Participants used several chatbots: the default AI model powering ChatGPT, GPT-4o, Cohere's Command R+, and Meta's Llama 3, which once underpinned the company's Meta AI assistant. They also used their own methods to decide what the scenarios might mean.

Adam Mahdi, director of graduate studies at the Oxford Internet Institute and a co-author of the study, told TechCrunch, "The study revealed a two-way communication breakdown." He added, "Those using [chatbots] didn't make better decisions than participants who relied on traditional methods like online searches or their own judgment."

That finding matters because the promise of health chatbots is not just speed. The stronger claim is that they could help people make better choices. In this study, that improvement did not appear.

Where chatbot health advice breaks down

The study points to several weak spots in the interaction between people and AI systems. The problem was not described as a single bad answer or one model failing in isolation. It was a broader issue with how humans and chatbots exchange medical information.

  • Participants often omitted key details when asking chatbots for help.
  • Some chatbot answers were difficult for participants to interpret.
  • Responses frequently mixed useful guidance with weaker recommendations.
  • Using chatbots made participants less likely to identify a relevant health condition.
  • Participants using chatbots were more likely to underestimate the severity of conditions they did identify.

Mahdi said, "[T]he responses they received [from the chatbots] frequently combined good and poor recommendations." That is a difficult format for a person making a health decision, especially when they are already unsure what symptoms matter.

In medical self-diagnosis, missing context can change the entire direction of the advice. A chatbot may not know which detail is absent. A user may not know that the missing detail is important. That is the two-way communication problem at the center of the study.

Tech companies are still pushing deeper into health

The findings arrive as major technology companies continue to explore AI in healthcare and wellness. Apple is reportedly developing an AI tool that can dispense advice related to exercise, diet, and sleep. Amazon is exploring an AI-based way to analyze medical databases for "social determinants of health." Microsoft is helping build AI to triage messages to care providers sent from patients.

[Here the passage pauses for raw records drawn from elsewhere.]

//! Top-level application state machine.
//!
//! `AppState` owns the gesture pipeline, the screen layout, the current
//! mode and sheet progress, and the note sink.  Each fresh detection goes
//! through [`AppState::handle_frame`]; [`AppState::tick`] runs once per
//! rendered frame for timeouts.
//!
//! | From | Trigger | To |
//! |---|---|---|
//! | `Normal` | Select sheet | `SheetSelect` |
//! | `SheetPlay` | Reselect sheet | `SheetSelect` |
//! | `SheetSelect` | pinch a sheet | `SheetPlay` |
//! | `SheetPlay` | Exit sheet | `Normal` |
//! | `SheetPlay` | last expected note | `Complete` |
//! | `Complete` | popup timeout | `Normal` |

use std::sync::mpsc;
use std::time::{Duration, Instant};

use anyhow::anyhow;
use hand_pointer::{
    ConfigError, FrameOutput, GesturePipeline, Hand, InteractionEvent, PinchEdge, RegionId,
    Surface,
};
use piano_layout::{
    Layout, LayoutError, Mode, NoteOutcome, Sheet, SheetProgress, UiAction, SCREEN_H, SCREEN_W,
};
use tracing::{debug, info, warn};

use crate::config::{AppConfig, Settings, SourceKind};
use crate::landmarks::{
    spawn_landmark_source, JsonLinesSource, LandmarkFeed, SimInput, SimLandmarkSource,
};
use crate::player::{NoteSink, Player};
use crate::visualizer::Visualizer;

/// How long a clicked button stays drawn as active.
const BUTTON_FLASH: Duration = Duration::from_millis(150);

// ════════════════════════════════════════════════════════════════════════════
// UiState — per-region visual state
// ════════════════════════════════════════════════════════════════════════════

#[derive(Debug, Clone, Copy, PartialEq, Eq)]
pub enum UiState { Normal, Hover, Active }

// ════════════════════════════════════════════════════════════════════════════
// AppState
// ════════════════════════════════════════════════════════════════════════════

pub struct AppState {
    // ── gesture → region ──────────────────────────────────────────────────
    pipeline: GesturePipeline,
    layout:   Layout,
    surface:  Surface,
    last:     Option<FrameOutput>,

    // ── mode / sheet ──────────────────────────────────────────────────────
    mode:           Mode,
    sheets:         Vec<Sheet>,
    progress:       Option<SheetProgress>,
    complete_since: Option<Instant>,
    complete_after: Duration,

    // ── sound ─────────────────────────────────────────────────────────────
    sink:     Box<dyn NoteSink>,
    sounding: Option<(RegionId, u8)>,

    // ── feedback ──────────────────────────────────────────────────────────
    flash:      Option<(RegionId, Instant)>,
    pub status: String,
    quit:       bool,
}

impl AppState {
    pub fn new(settings: &Settings, sink: Box<dyn NoteSink>) -> Result<Self, ConfigError> {
        Ok(AppState {
            pipeline: GesturePipeline::new(settings.pipeline),
            layout:   Layout::new(&settings.sheets),
            surface:  Surface::new(SCREEN_W, SCREEN_H)?,
            last:     None,
            mode:           Mode::Normal,
            sheets:         settings.sheets.clone(),
            progress:       None,
            complete_since: None,
            complete_after: settings.complete_after,
            sink,
            sounding: None,
            flash:    None,
            status:   "Ready: point with your index finger, pinch to play".to_string(),
            quit:     false,
        })
    }

    // ── one detection frame ───────────────────────────────────────────────

    pub fn handle_frame(&mut self, hands: &[Hand], now: Instant) {
        let regions = self.layout.regions(self.mode);
        let out = self.pipeline.step(hands, self.surface, &regions);
        for event in &out.events {
            self.handle_event(event, now);
        }
        self.last = Some(out);
    }

    fn handle_event(&mut self, event: &InteractionEvent, now: Instant) {
        match event {
            InteractionEvent::KeyPress(id) => self.press_key(id, now),

            InteractionEvent::KeyRelease(id) => {
                if let Some((held, midi)) = self.sounding.take() {
                    if &held == id {
                        self.sink.note_off(midi);
                    } else {
                        warn!("release of {} while {} sounding", id, held);
                        self.sounding = Some((held, midi));
                    }
                }
            }

            InteractionEvent::ButtonActivate(id) => {
                self.flash = Some((id.clone(), now));
                match self.layout.action_for(self.mode, id) {
                    Some(action) => self.apply(action),
                    None         => debug!("{} has no action in {:?}", id, self.mode),
                }
            }
        }
    }

    fn press_key(&mut self, id: &RegionId, now: Instant) {
        let Some(key) = self.layout.keyboard().key(id.as_str()) else {
            warn!("key {} is not on the keyboard", id);
            return;
        };
        let (midi, hz) = (key.midi, key.frequency);
        self.sink.note_on(midi);
        self.sounding = Some((id.clone(), midi));
        self.status = format!("{}  note {}  {:.1} Hz", id, midi, hz);

        if self.mode != Mode::SheetPlay { return; }
        let Some(progress) = self.progress.as_mut() else { return };
        match progress.register(id.as_str()) {
            NoteOutcome::Advanced  => self.status = progress.label(),
            NoteOutcome::Ignored   => {}
            NoteOutcome::Completed => {
                self.status = format!("Completed {}!", progress.sheet().name);
                self.set_mode(Mode::Complete);
                self.complete_since = Some(now);
            }
        }
    }

    fn apply(&mut self, action: UiAction) {
        info!("action {:?}", action);
        match action {
            UiAction::ExitApp => {
                self.status = "Exiting".to_string();
                self.quit = true;
            }
            UiAction::OpenSheetSelect => {
                self.status = "Pinch a sheet to play it".to_string();
                self.set_mode(Mode::SheetSelect);
            }
            UiAction::ExitSheetMode => self.leave_sheet(),
            UiAction::SelectSheet(i) => match self.sheets.get(i).cloned().ok_or(LayoutError::NoSuchSheet(i)) {
                Ok(sheet) => {
                    let progress = SheetProgress::new(sheet);
                    self.status = progress.label();
                    self.progress = Some(progress);
                    self.set_mode(Mode::SheetPlay);
                }
                Err(e) => warn!("{}", e),
            },
        }
    }

    fn leave_sheet(&mut self) {
        self.progress = None;
        self.complete_since = None;
        self.status = "Free play".to_string();
        self.set_mode(Mode::Normal);
    }

    fn set_mode(&mut self, mode: Mode) {
        if mode != self.mode {
            info!("mode {:?} -> {:?}", self.mode, mode);
            self.mode = mode;
        }
    }

    // ── per rendered frame ────────────────────────────────────────────────

    pub fn tick(&mut self, now: Instant) {
        if let Some(since) = self.complete_since {
            if self.mode == Mode::Complete && now.saturating_duration_since(since) >= self.complete_after {
                self.leave_sheet();
            }
        }
        let flash_done = self.flash.as_ref()
            .map_or(false, |(_, at)| now.saturating_duration_since(*at) >= BUTTON_FLASH);
        if flash_done {
            self.flash = None;
        }
    }

    /// Release any sounding note before audio goes away.
    pub fn shutdown(&mut self) {
        if let Some(event) = self.pipeline.shutdown() {
            self.handle_event(&event, Instant::now());
        }
        if let Some((_, midi)) = self.sounding.take() {
            self.sink.note_off(midi);
        }
    }

    // ── Accessors for the render loop ─────────────────────────────────────

    pub fn mode(&self)            -> Mode                  { self.mode }
    pub fn layout(&self)          -> &Layout               { &self.layout }
    pub fn progress(&self)        -> Option<&SheetProgress> { self.progress.as_ref() }
    pub fn last_frame(&self)      -> Option<&FrameOutput>  { self.last.as_ref() }
    pub fn quit_requested(&self)  -> bool                  { self.quit }

    pub fn expected_note(&self) -> Option<&str> {
        match self.mode {
            Mode::SheetPlay => self.progress.as_ref().and_then(SheetProgress::expected),
            _               => None,
        }
    }

    /// Thumb-index distance from the latest detection, normalized units.
    pub fn pinch_distance(&self) -> Option<f32> {
        self.pipeline.pinch().last_distance()
    }

    /// Active only for the held key, a flashing button, or the region a
    /// press landed on this frame; sliding a pinch onto a region is Hover.
    pub fn ui_state(&self, id: &RegionId) -> UiState {
        let held    = self.pipeline.held() == Some(id);
        let flashed = self.flash.as_ref().map_or(false, |(f, _)| f == id);
        let (hovered, pressed_here) = match &self.last {
            Some(f) => {
                let hovered = f.hovered.as_ref() == Some(id);
                (hovered, hovered && f.edge == PinchEdge::Pressed)
            }
            None => (false, false),
        };
        if held || flashed || pressed_here {
            UiState::Active
        } else if hovered {
            UiState::Hover
        } else {
            UiState::Normal
        }
    }
}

These projects are not identical to chatbot self-diagnosis, but they sit in the same wider trend: companies are looking for ways to use AI to improve health outcomes. The Oxford-led study is a reminder that real-world use can be more complicated than model performance alone.

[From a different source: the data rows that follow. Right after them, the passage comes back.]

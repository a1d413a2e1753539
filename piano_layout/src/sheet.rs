//! Sheets and guided-play progress.
//!
//! A sheet is a name and an ordered list of note names.  While one is being
//! played, [`SheetProgress`] tracks the next expected note: pressing it
//! advances, pressing anything else just sounds.

use serde::Deserialize;
use tracing::{debug, info};

use crate::error::LayoutError;
use crate::keyboard::Keyboard;

#[derive(Clone, Debug, PartialEq, Eq, Deserialize)]
pub struct Sheet {
    pub name:  String,
    pub notes: Vec<String>,
}

impl Sheet {
    pub fn new(name: impl Into<String>, notes: &[&str]) -> Self {
        Sheet {
            name:  name.into(),
            notes: notes.iter().map(|n| n.to_string()).collect(),
        }
    }

    /// Every note must exist on `keyboard`, and there must be at least one.
    pub fn validate(&self, keyboard: &Keyboard) -> Result<(), LayoutError> {
        if self.notes.is_empty() {
            return Err(LayoutError::EmptySheet { sheet: self.name.clone() });
        }
        for (position, note) in self.notes.iter().enumerate() {
            if keyboard.key(note).is_none() {
                return Err(LayoutError::UnknownNote {
                    sheet: self.name.clone(),
                    position,
                    note: note.clone(),
                });
            }
        }
        Ok(())
    }

    pub fn len(&self) -> usize { self.notes.len() }
    pub fn is_empty(&self) -> bool { self.notes.is_empty() }
}

pub fn builtin_sheets() -> Vec<Sheet> {
    vec![
        Sheet::new("Twinkle Twinkle", &[
            "C4", "C4", "G4", "G4", "A4", "A4", "G4",
            "F4", "F4", "E4", "E4", "D4", "D4", "C4",
        ]),
        Sheet::new("Ode to Joy", &[
            "E4", "E4", "F4", "G4", "G4", "F4", "E4", "D4",
            "C4", "C4", "D4", "E4", "E4", "D4", "D4",
        ]),
        Sheet::new("Simple Practice", &["C4", "D4", "E4", "F4", "G4", "A4", "B4", "C5"]),
    ]
}

// ════════════════════════════════════════════════════════════════════════════
// Progress
// ════════════════════════════════════════════════════════════════════════════

#[derive(Clone, Copy, Debug, PartialEq, Eq)]
pub enum NoteOutcome {
    /// Wrong note; it still sounds.
    Ignored,
    Advanced,
    /// The last expected note was just played.
    Completed,
}

#[derive(Clone, Debug)]
pub struct SheetProgress {
    sheet: Sheet,
    index: usize,
}

impl SheetProgress {
    pub fn new(sheet: Sheet) -> Self {
        info!("sheet {:?} started ({} notes)", sheet.name, sheet.len());
        SheetProgress { sheet, index: 0 }
    }

    pub fn sheet(&self) -> &Sheet { &self.sheet }
    pub fn index(&self) -> usize { self.index }
    pub fn is_complete(&self) -> bool { self.index >= self.sheet.len() }

    pub fn expected(&self) -> Option<&str> {
        self.sheet.notes.get(self.index).map(String::as_str)
    }

    pub fn register(&mut self, note: &str) -> NoteOutcome {
        match self.expected() {
            Some(want) if want == note => {
                self.index += 1;
                if self.is_complete() {
                    info!("sheet {:?} complete", self.sheet.name);
                    NoteOutcome::Completed
                } else {
                    debug!("sheet {:?} {}/{}", self.sheet.name, self.index, self.sheet.len());
                    NoteOutcome::Advanced
                }
            }
            _ => NoteOutcome::Ignored,
        }
    }

    /// "name: done/total", as shown in the status bar.
    pub fn label(&self) -> String {
        format!("{}: {}/{}", self.sheet.name, self.index, self.sheet.len())
    }
}

// ════════════════════════════════════════════════════════════════════════════
// Tests
// ════════════════════════════════════════════════════════════════════════════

TechCrunch has previously reported that professionals and patients are mixed on whether AI is ready for higher-risk health applications. The American Medical Association recommends against physician use of chatbots like ChatGPT for assistance with clinical decisions. Major AI companies, including OpenAI, warn against making diagnoses based on their chatbots' outputs.

What the study implies for patients

The clearest takeaway is not that people will stop asking chatbots health questions. The survey data suggests many already do. The more practical issue is whether people understand the limits of the answers they receive.

Mahdi's recommendation was direct: "We would recommend relying on trusted sources of information for healthcare decisions." He also said, "Current evaluation methods for [chatbots] do not reflect the complexity of interacting with human users. Like clinical trials for new medications, [chatbot] systems should be tested in the real world before being deployed."

That real-world testing point is central. A chatbot may perform differently when judged on a controlled benchmark than when used by a person who is worried, missing details, or trying to decide whether a symptom is serious.

For health chatbots to become safer and more useful, the interaction itself has to be evaluated, not only the model's answer in isolation. The study suggests that the future of AI in healthcare depends as much on communication design and user behavior as on the underlying model.